● WHAT YOU HAVE TO DO: Only an exact, complete copy of the listing will serve as the answer.

### MATERIAL TO PROCESS ###

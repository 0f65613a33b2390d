//! Compact Position Reporting — CPR decode for ADS-B positions.
//!
//! Two decode modes:
//! - Global: requires an even+odd frame pair within 10 seconds. No reference needed.
//! - Local: a single frame plus a reference position within ~180nm.
//!
//! Key constants:
//! - NZ = 15 (latitude zones per hemisphere for even frames)
//! - Nb = 17 (bits per coordinate)
//! - Dlat_even = 360 / (4 * NZ) = 6.0 degrees
//! - Dlat_odd = 360 / (4 * NZ - 1) ≈ 6.1017 degrees

/// Number of latitude zones per hemisphere.
const NZ: f64 = 15.0;

/// Bits per CPR coordinate.
const NB: u32 = 17;

/// Maximum CPR value (2^17 = 131072).
const CPR_MAX: f64 = (1u32 << NB) as f64;

/// Maximum time between even/odd frames for global decode (seconds).
pub const MAX_PAIR_AGE: f64 = 10.0;

/// ICAO 1090-WP-9-14 NL transition-latitude table: `(upper_bound_inclusive, nl)`,
/// descending NL as latitude increases. Beyond the last entry (87.0°), NL is 1.
///
/// These are the exact latitudes at which `NL(lat)` steps down by one,
/// derived from the closed-form `NL(lat) = floor(2π / acos(1 - (1-cos(π/2·NZ)) / cos(lat)²))`
/// with NZ=15. Looked up with an inclusive upper bound so that a latitude
/// exactly on a breakpoint keeps the higher NL (required so that
/// `NL(87.0) == 2`, not 1).
const NL_BREAKPOINTS: [(f64, i32); 58] = [
    (10.470_471_30, 59),
    (14.828_174_37, 58),
    (18.186_263_57, 57),
    (21.029_394_93, 56),
    (23.545_044_87, 55),
    (25.829_247_07, 54),
    (27.938_987_10, 53),
    (29.911_356_86, 52),
    (31.772_097_08, 51),
    (33.539_934_36, 50),
    (35.228_995_98, 49),
    (36.850_251_08, 48),
    (38.412_418_92, 47),
    (39.922_566_84, 46),
    (41.386_518_32, 45),
    (42.809_140_12, 44),
    (44.194_549_51, 43),
    (45.546_267_23, 42),
    (46.867_332_52, 41),
    (48.160_391_28, 40),
    (49.427_764_39, 39),
    (50.671_501_66, 38),
    (51.893_424_69, 37),
    (53.095_161_53, 36),
    (54.278_174_72, 35),
    (55.443_784_44, 34),
    (56.593_187_56, 33),
    (57.727_473_54, 32),
    (58.847_637_76, 31),
    (59.954_592_77, 30),
    (61.049_177_74, 29),
    (62.132_166_59, 28),
    (63.204_274_79, 27),
    (64.266_165_23, 26),
    (65.318_453_10, 25),
    (66.361_710_08, 24),
    (67.396_467_74, 23),
    (68.423_220_22, 22),
    (69.442_426_31, 21),
    (70.454_510_75, 20),
    (71.459_864_73, 19),
    (72.458_845_45, 18),
    (73.451_774_42, 17),
    (74.438_934_16, 16),
    (75.420_562_57, 15),
    (76.396_843_91, 14),
    (77.367_894_61, 13),
    (78.333_740_83, 12),
    (79.294_282_25, 11),
    (80.249_232_13, 10),
    (81.198_013_49, 9),
    (82.139_569_81, 8),
    (83.071_994_45, 7),
    (83.991_735_63, 6),
    (84.891_661_91, 5),
    (85.755_416_21, 4),
    (86.535_369_98, 3),
    (87.000_000_00, 2),
];

/// Number of longitude zones at a given latitude (the NL function).
///
/// Ranges from 1 near the poles to 59 at the equator. Symmetric about the
/// equator; only the magnitude of `lat` matters.
pub fn nl(lat: f64) -> i32 {
    let lat = lat.abs();
    for &(boundary, nl_val) in NL_BREAKPOINTS.iter() {
        if lat <= boundary {
            return nl_val;
        }
    }
    1
}

/// Modulo that always returns a non-negative result.
fn modulo(x: f64, y: f64) -> f64 {
    x - y * (x / y).floor()
}

/// Global CPR decode from an even/odd frame pair.
///
/// Returns `(latitude, longitude)` in degrees, or `None` if decode fails
/// (zone boundary crossing, or the pair is older than [`MAX_PAIR_AGE`]).
pub fn global_decode(
    lat_even: u32,
    lon_even: u32,
    lat_odd: u32,
    lon_odd: u32,
    t_even: f64,
    t_odd: f64,
) -> Option<(f64, f64)> {
    if (t_even - t_odd).abs() > MAX_PAIR_AGE {
        return None;
    }

    let dlat_even = 360.0 / (4.0 * NZ); // 6.0
    let dlat_odd = 360.0 / (4.0 * NZ - 1.0); // ~6.1017

    let lat_even_cpr = lat_even as f64 / CPR_MAX;
    let lon_even_cpr = lon_even as f64 / CPR_MAX;
    let lat_odd_cpr = lat_odd as f64 / CPR_MAX;
    let lon_odd_cpr = lon_odd as f64 / CPR_MAX;

    let j = (59.0 * lat_even_cpr - 60.0 * lat_odd_cpr + 0.5).floor();

    let mut lat_e = dlat_even * (modulo(j, 60.0) + lat_even_cpr);
    let mut lat_o = dlat_odd * (modulo(j, 59.0) + lat_odd_cpr);

    if lat_e >= 270.0 {
        lat_e -= 360.0;
    }
    if lat_o >= 270.0 {
        lat_o -= 360.0;
    }

    if nl(lat_e) != nl(lat_o) {
        return None; // zone boundary crossing, pair unusable
    }

    let (lat, lon) = if t_even >= t_odd {
        let nl_val = nl(lat_e);
        let n_lon = nl_val.max(1);
        let dlon = 360.0 / n_lon as f64;
        let m = (lon_even_cpr * (nl_val - 1) as f64 - lon_odd_cpr * nl_val as f64 + 0.5).floor();
        let lon = dlon * (modulo(m, n_lon as f64) + lon_even_cpr);
        (lat_e, lon)
    } else {
        let nl_val = nl(lat_o);
        let n_lon = (nl_val - 1).max(1);
        let dlon = 360.0 / n_lon as f64;
        let m = (lon_even_cpr * (nl_val - 1) as f64 - lon_odd_cpr * nl_val as f64 + 0.5).floor();
        let lon = dlon * (modulo(m, n_lon as f64) + lon_odd_cpr);
        (lat_o, lon)
    };

    let lon = if lon >= 180.0 { lon - 360.0 } else { lon };

    Some((round3(lat), round3(lon)))
}

/// Local (relative) CPR decode using a reference position.
///
/// Valid when the aircraft is within ~180nm of the reference. The
/// longitude zone count uses `max(NL(latitude), 1)` with no odd/even
/// adjustment to the zone count itself — only the latitude zone size
/// (`dlat`) differs between odd and even frames.
pub fn local_decode(cpr_lat: u32, cpr_lon: u32, cpr_odd: bool, ref_lat: f64, ref_lon: f64) -> (f64, f64) {
    let i = if cpr_odd { 1.0 } else { 0.0 };
    let dlat = 360.0 / (4.0 * NZ - i);

    let cpr_lat_norm = cpr_lat as f64 / CPR_MAX;
    let cpr_lon_norm = cpr_lon as f64 / CPR_MAX;

    let j = (ref_lat / dlat).floor() + (modulo(ref_lat, dlat) / dlat - cpr_lat_norm + 0.5).floor();
    let lat = dlat * (j + cpr_lat_norm);

    let n_lon = nl(lat).max(1);
    let dlon = 360.0 / n_lon as f64;

    let m = (ref_lon / dlon).floor() + (modulo(ref_lon, dlon) / dlon - cpr_lon_norm + 0.5).floor();
    let mut lon = dlon * (m + cpr_lon_norm);

    let mut lat = lat;
    if lat > 90.0 {
        lat -= 360.0;
    }
    if lon >= 180.0 {
        lon -= 360.0;
    }

    (round3(lat), round3(lon))
}

/// Round to 3 decimal places.
fn round3(val: f64) -> f64 {
    (val * 1_000.0).round() / 1_000.0
}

###

● ANSWER TO THIS PROBLEM:
repository 0f65613a33b2390d
//! Compact Position Reporting — CPR decode for ADS-B positions.
//!
//! Two decode modes:
//! - Global: requires an even+odd frame pair within 10 seconds. No reference needed.
//! - Local: a single frame plus a reference position within ~180nm.
//!
//! Key constants:
//! - NZ = 15 (latitude zones per hemisphere for even frames)
//! - Nb = 17 (bits per coordinate)
//! - Dlat_even = 360 / (4 * NZ) = 6.0 degrees
//! - Dlat_odd = 360 / (4 * NZ - 1) ≈ 6.1017 degrees

/// Number of latitude zones per hemisphere.
const NZ: f64 = 15.0;

/// Bits per CPR coordinate.
const NB: u32 = 17;

/// Maximum CPR value (2^17 = 131072).
const CPR_MAX: f64 = (1u32 << NB) as f64;

/// Maximum time between even/odd frames for global decode (seconds).
pub const MAX_PAIR_AGE: f64 = 10.0;

/// ICAO 1090-WP-9-14 NL transition-latitude table: `(upper_bound_inclusive, nl)`,
/// descending NL as latitude increases. Beyond the last entry (87.0°), NL is 1.
///
/// These are the exact latitudes at which `NL(lat)` steps down by one,
/// derived from the closed-form `NL(lat) = floor(2π / acos(1 - (1-cos(π/2·NZ)) / cos(lat)²))`
/// with NZ=15. Looked up with an inclusive upper bound so that a latitude
/// exactly on a breakpoint keeps the higher NL (required so that
/// `NL(87.0) == 2`, not 1).
const NL_BREAKPOINTS: [(f64, i32); 58] = [
    (10.470_471_30, 59),
    (14.828_174_37, 58),
    (18.186_263_57, 57),
    (21.029_394_93, 56),
    (23.545_044_87, 55),
    (25.829_247_07, 54),
    (27.938_987_10, 53),
    (29.911_356_86, 52),
    (31.772_097_08, 51),
    (33.539_934_36, 50),
    (35.228_995_98, 49),
    (36.850_251_08, 48),
    (38.412_418_92, 47),
    (39.922_566_84, 46),
    (41.386_518_32, 45),
    (42.809_140_12, 44),
    (44.194_549_51, 43),
    (45.546_267_23, 42),
    (46.867_332_52, 41),
    (48.160_391_28, 40),
    (49.427_764_39, 39),
    (50.671_501_66, 38),
    (51.893_424_69, 37),
    (53.095_161_53, 36),
    (54.278_174_72, 35),
    (55.443_784_44, 34),
    (56.593_187_56, 33),
    (57.727_473_54, 32),
    (58.847_637_76, 31),
    (59.954_592_77, 30),
    (61.049_177_74, 29),
    (62.132_166_59, 28),
    (63.204_274_79, 27),
    (64.266_165_23, 26),
    (65.318_453_10, 25),
    (66.361_710_08, 24),
    (67.396_467_74, 23),
    (68.423_220_22, 22),
    (69.442_426_31, 21),
    (70.454_510_75, 20),
    (71.459_864_73, 19),
    (72.458_845_45, 18),
    (73.451_774_42, 17),
    (74.438_934_16, 16),
    (75.420_562_57, 15),
    (76.396_843_91, 14),
    (77.367_894_61, 13),
    (78.333_740_83, 12),
    (79.294_282_25, 11),
    (80.249_232_13, 10),
    (81.198_013_49, 9),
    (82.139_569_81, 8),
    (83.071_994_45, 7),
    (83.991_735_63, 6),
    (84.891_661_91, 5),
    (85.755_416_21, 4),
    (86.535_369_98, 3),
    (87.000_000_00, 2),
];

/// Number of longitude zones at a given latitude (the NL function).
///
/// Ranges from 1 near the poles to 59 at the equator. Symmetric about the
/// equator; only the magnitude of `lat` matters.
pub fn nl(lat: f64) -> i32 {
    let lat = lat.abs();
    for &(boundary, nl_val) in NL_BREAKPOINTS.iter() {
        if lat <= boundary {
            return nl_val;
        }
    }
    1
}

/// Modulo that always returns a non-negative result.
fn modulo(x: f64, y: f64) -> f64 {
    x - y * (x / y).floor()
}

/// Global CPR decode from an even/odd frame pair.
///
/// Returns `(latitude, longitude)` in degrees, or `None` if decode fails
/// (zone boundary crossing, or the pair is older than [`MAX_PAIR_AGE`]).
pub fn global_decode(
    lat_even: u32,
    lon_even: u32,
    lat_odd: u32,
    lon_odd: u32,
    t_even: f64,
    t_odd: f64,
) -> Option<(f64, f64)> {
    if (t_even - t_odd).abs() > MAX_PAIR_AGE {
        return None;
    }

    let dlat_even = 360.0 / (4.0 * NZ); // 6.0
    let dlat_odd = 360.0 / (4.0 * NZ - 1.0); // ~6.1017

    let lat_even_cpr = lat_even as f64 / CPR_MAX;
    let lon_even_cpr = lon_even as f64 / CPR_MAX;
    let lat_odd_cpr = lat_odd as f64 / CPR_MAX;
    let lon_odd_cpr = lon_odd as f64 / CPR_MAX;

    let j = (59.0 * lat_even_cpr - 60.0 * lat_odd_cpr + 0.5).floor();

    let mut lat_e = dlat_even * (modulo(j, 60.0) + lat_even_cpr);
    let mut lat_o = dlat_odd * (modulo(j, 59.0) + lat_odd_cpr);

    if lat_e >= 270.0 {
        lat_e -= 360.0;
    }
    if lat_o >= 270.0 {
        lat_o -= 360.0;
    }

    if nl(lat_e) != nl(lat_o) {
        return None; // zone boundary crossing, pair unusable
    }

    let (lat, lon) = if t_even >= t_odd {
        let nl_val = nl(lat_e);
        let n_lon = nl_val.max(1);
        let dlon = 360.0 / n_lon as f64;
        let m = (lon_even_cpr * (nl_val - 1) as f64 - lon_odd_cpr * nl_val as f64 + 0.5).floor();
        let lon = dlon * (modulo(m, n_lon as f64) + lon_even_cpr);
        (lat_e, lon)
    } else {
        let nl_val = nl(lat_o);
        let n_lon = (nl_val - 1).max(1);
        let dlon = 360.0 / n_lon as f64;
        let m = (lon_even_cpr * (nl_val - 1) as f64 - lon_odd_cpr * nl_val as f64 + 0.5).floor();
        let lon = dlon * (modulo(m, n_lon as f64) + lon_odd_cpr);
        (lat_o, lon)
    };

    let lon = if lon >= 180.0 { lon - 360.0 } else { lon };

    Some((round3(lat), round3(lon)))
}

/// Local (relative) CPR decode using a reference position.
///
/// Valid when the aircraft is within ~180nm of the reference. The
/// longitude zone count uses `max(NL(latitude), 1)` with no odd/even
/// adjustment to the zone count itself — only the latitude zone size
/// (`dlat`) differs between odd and even frames.
pub fn local_decode(cpr_lat: u32, cpr_lon: u32, cpr_odd: bool, ref_lat: f64, ref_lon: f64) -> (f64, f64) {
    let i = if cpr_odd { 1.0 } else { 0.0 };
    let dlat = 360.0 / (4.0 * NZ - i);

    let cpr_lat_norm = cpr_lat as f64 / CPR_MAX;
    let cpr_lon_norm = cpr_lon as f64 / CPR_MAX;

    let j = (ref_lat / dlat).floor() + (modulo(ref_lat, dlat) / dlat - cpr_lat_norm + 0.5).floor();
    let lat = dlat * (j + cpr_lat_norm);

    let n_lon = nl(lat).max(1);
    let dlon = 360.0 / n_lon as f64;

    let m = (ref_lon / dlon).floor() + (modulo(ref_lon, dlon) / dlon - cpr_lon_norm + 0.5).floor();
    let mut lon = dlon * (m + cpr_lon_norm);

    let mut lat = lat;
    if lat > 90.0 {
        lat -= 360.0;
    }
    if lon >= 180.0 {
        lon -= 360.0;
    }

    (round3(lat), round3(lon))
}

/// Round to 3 decimal places.
fn round3(val: f64) -> f64 {
    (val * 1_000.0).round() / 1_000.0
}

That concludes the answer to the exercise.